#### Your instructions:
Write only the number of lines in the data that contain the word "message".

** Supplied material follows **

fn run_check(
	args: &HeadsmithCli,
	paths: &[PathBuf],
	format: OutputFormat,
) -> Result<(), Box<dyn std::error::Error>> {
	let prompter = TerminalPrompter {
		assume_yes: args.yes,
		..TerminalPrompter::default()
	};
	let workspace = Workspace::load(args, prompter)?;
	let ctx = workspace.ctx();
	let paths = if paths.is_empty() {
		vec![workspace.root.clone()]
	} else {
		paths.to_vec()
	};
	let files = discover_files(&ctx, &workspace.root, &paths)?;

	let mut missing = Vec::new();
	let mut failures = Vec::new();
	for path in &files {
		let rel = make_relative(path, &workspace.root);
		match detect_file(&ctx, path, None) {
			Ok(outcome @ LocateOutcome::Complete(_)) => {
				if args.verbose {
					println!("  {rel}: {}", describe_outcome(&outcome));
				}
			}
			Ok(outcome) => missing.push(MissingHeader { file: rel, outcome }),
			Err(e) => {
				failures.push(CheckFailure {
					file: rel,
					message: e.to_string(),
				});
			}
		}
	}

	let ok = missing.is_empty() && failures.is_empty();
	match format {
		OutputFormat::Json => {
			let output = serde_json::json!({
				"ok": ok,
				"checked": files.len(),
				"missing": missing,
				"errors": failures,
			});
			println!("{output}");
		}
		OutputFormat::Text => {
			if ok {
				println!(
					"Check passed: all {} file(s) have a header.",
					files.len()
				);
			} else {
				eprintln!("Check failed.");
				if !missing.is_empty() {
					eprintln!();
					eprintln!("Missing headers:");
					for entry in &missing {
						eprintln!("  {} ({})", entry.file, describe_outcome(&entry.outcome));
					}
				}
				if !failures.is_empty() {
					eprintln!();
					eprintln!("Errors:");
					for failure in &failures {
						eprintln!("  {}: {}", failure.file, failure.message);
					}
				}
				eprintln!();
				eprintln!(
					"{} of {} file(s) need attention. Run `headsmith inject <FILES>` to fix.",
					missing.len() + failures.len(),
					files.len()
				);
			}
		}
	}

	if !ok {
		process::exit(1);
	}

	Ok(())
}

fn run_watch(args: &HeadsmithCli, paths: &[PathBuf]) -> Result<(), Box<dyn std::error::Error>> {
	let prompter = TerminalPrompter::new(args);
	let mut workspace = Workspace::load(args, prompter.clone())?;
	let targets: Vec<PathBuf> = if paths.is_empty() {
		vec![workspace.root.clone()]
	} else {
		paths.iter().map(|path| workspace.resolve_file(path)).collect()
	};

	let (tx, rx) = mpsc::channel::<Vec<PathBuf>>();
	let mut watcher =
		notify::recommended_watcher(move |res: Result<notify::Event, notify::Error>| {
			if let Ok(event) = res {
				if matches!(
					event.kind,
					notify::EventKind::Modify(_) | notify::EventKind::Create(_)
				) {
					let _ = tx.send(event.paths);
				}
			}
		})?;

	use notify::Watcher;
	watcher.watch(&workspace.root, notify::RecursiveMode::Recursive)?;
	println!("Watching for file changes... (press Ctrl+C to stop)");

	// Content last written by this loop, used to ignore our own writes.
	let mut written: HashMap<PathBuf, String> = HashMap::new();

	loop {
		let mut changed: BTreeSet<PathBuf> = rx.recv()?.into_iter().collect();
		// Debounce: drain additional events within 200ms.
		while let Ok(paths) = rx.recv_timeout(Duration::from_millis(200)) {
			changed.extend(paths);
		}

		let sources = workspace.sources();
		if changed.iter().any(|path| sources.contains(path)) {
			match Workspace::load(args, prompter.clone()) {
				Ok(reloaded) => {
					workspace = reloaded;
					println!("Reloaded configuration and comment rules.");
				}
				Err(e) => eprintln!("{} {e}", colored!("error:", red)),
			}
		}

		for path in changed {
			if sources.contains(&path)
				|| !path.is_file()
				|| !targets.iter().any(|target| path.starts_with(target))
				|| !workspace.has_rule(&path)
			{
				continue;
			}

			let Ok(content) = std::fs::read_to_string(&path) else {
				continue;
			};
			if written.get(&path) == Some(&content) {
				continue;
			}

			refresh_watched(args, &workspace, &path, &mut written);
		}
	}
}

fn refresh_watched(
	args: &HeadsmithCli,
	workspace: &Workspace,
	path: &Path,
	written: &mut HashMap<PathBuf, String>,
) {
	let rel = make_relative(path, &workspace.root);
	let run = match run_file(&workspace.ctx(), path, Operation::Refresh, None) {
		Ok(run) => run,
		Err(e) => {
			eprintln!("{} {rel}: {e}", colored!("error:", red));
			return;
		}
	};

	report_outcome(&rel, &run.outcome, args.verbose);
	if !run.changed() {
		return;
	}

	match run.write() {
		Ok(()) => {
			written.insert(path.to_path_buf(), run.updated);
		}
		Err(e) => eprintln!("{} {rel}: {e}", colored!("error:", red)),
	}
}

fn run_languages(
	args: &HeadsmithCli,
	format: OutputFormat,
) -> Result<(), Box<dyn std::error::Error>> {
	let workspace = Workspace::load(args, TerminalPrompter::default())?;

	match format {
		OutputFormat::Json => {
			println!("{}", serde_json::to_string_pretty(&*workspace.rules)?);
		}
		OutputFormat::Text => {
			if workspace.rules.is_empty() {
				println!("No comment rules loaded.");
				return Ok(());
			}

			let heading = format!(
				"{:<18} {:<10} {:<14} {}",
				"LANGUAGE", "SINGLE", "MULTI", "EXTENSIONS"
			);
			println!("{}", colored!(heading, bold));
			for rule in workspace.rules.iter() {
				let single = rule.single_line.join(" ");
				let multi = rule.multi_line.join(" ");
				for language in &rule.languages {
					let extensions: Vec<String> = rule
						.extensions_for(language)
						.iter()
						.map(|ext| format!(".{ext}"))
						.collect();
					println!(
						"{language:<18} {single:<10} {multi:<14} {}",
						extensions.join(" ")
					);
				}
			}
		}
	}

	Ok(())
}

** End of Supplied material **

#### Answer to the exercise:
2